### Assignment
Scan the entries that follow and copy out every line containing "Result".

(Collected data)
──────────

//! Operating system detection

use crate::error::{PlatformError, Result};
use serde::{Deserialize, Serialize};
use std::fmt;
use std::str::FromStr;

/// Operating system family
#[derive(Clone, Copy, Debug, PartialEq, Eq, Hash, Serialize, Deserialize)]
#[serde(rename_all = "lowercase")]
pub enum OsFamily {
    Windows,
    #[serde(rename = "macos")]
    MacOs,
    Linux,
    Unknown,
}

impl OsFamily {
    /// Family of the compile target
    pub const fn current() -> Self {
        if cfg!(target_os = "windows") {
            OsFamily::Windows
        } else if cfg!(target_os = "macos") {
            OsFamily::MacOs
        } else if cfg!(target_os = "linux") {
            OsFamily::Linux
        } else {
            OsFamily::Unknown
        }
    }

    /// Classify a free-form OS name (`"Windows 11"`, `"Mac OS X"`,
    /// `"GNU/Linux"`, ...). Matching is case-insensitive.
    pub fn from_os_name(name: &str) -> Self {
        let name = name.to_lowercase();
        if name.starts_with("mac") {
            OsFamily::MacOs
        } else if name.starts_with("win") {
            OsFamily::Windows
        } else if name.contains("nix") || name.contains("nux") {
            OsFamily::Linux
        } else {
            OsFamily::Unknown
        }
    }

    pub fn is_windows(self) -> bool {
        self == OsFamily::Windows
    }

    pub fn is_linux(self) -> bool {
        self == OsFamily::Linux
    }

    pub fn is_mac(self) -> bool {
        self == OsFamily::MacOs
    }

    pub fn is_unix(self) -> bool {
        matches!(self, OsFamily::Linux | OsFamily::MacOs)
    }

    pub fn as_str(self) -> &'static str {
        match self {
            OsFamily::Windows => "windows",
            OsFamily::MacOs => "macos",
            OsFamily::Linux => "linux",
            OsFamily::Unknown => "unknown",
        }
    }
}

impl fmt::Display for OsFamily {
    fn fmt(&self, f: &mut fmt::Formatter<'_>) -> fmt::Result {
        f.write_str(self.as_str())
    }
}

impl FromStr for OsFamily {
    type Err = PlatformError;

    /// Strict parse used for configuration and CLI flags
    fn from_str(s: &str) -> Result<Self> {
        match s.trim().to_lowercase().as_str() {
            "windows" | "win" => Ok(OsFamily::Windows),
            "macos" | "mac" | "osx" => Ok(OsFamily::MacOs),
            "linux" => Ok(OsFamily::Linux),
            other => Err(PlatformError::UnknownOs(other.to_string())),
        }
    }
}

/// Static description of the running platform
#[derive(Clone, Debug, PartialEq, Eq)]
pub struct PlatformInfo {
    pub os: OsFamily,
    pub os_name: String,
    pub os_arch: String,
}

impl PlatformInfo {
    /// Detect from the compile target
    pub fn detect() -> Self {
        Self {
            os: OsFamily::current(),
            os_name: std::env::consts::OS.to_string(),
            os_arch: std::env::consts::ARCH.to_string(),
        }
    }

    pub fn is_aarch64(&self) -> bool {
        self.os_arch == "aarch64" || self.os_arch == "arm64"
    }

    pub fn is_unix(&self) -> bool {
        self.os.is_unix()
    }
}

──────────

### Solution to the exercise
use crate::error::{PlatformError, Result};
    fn fmt(&self, f: &mut fmt::Formatter<'_>) -> fmt::Result {
    fn from_str(s: &str) -> Result<Self> {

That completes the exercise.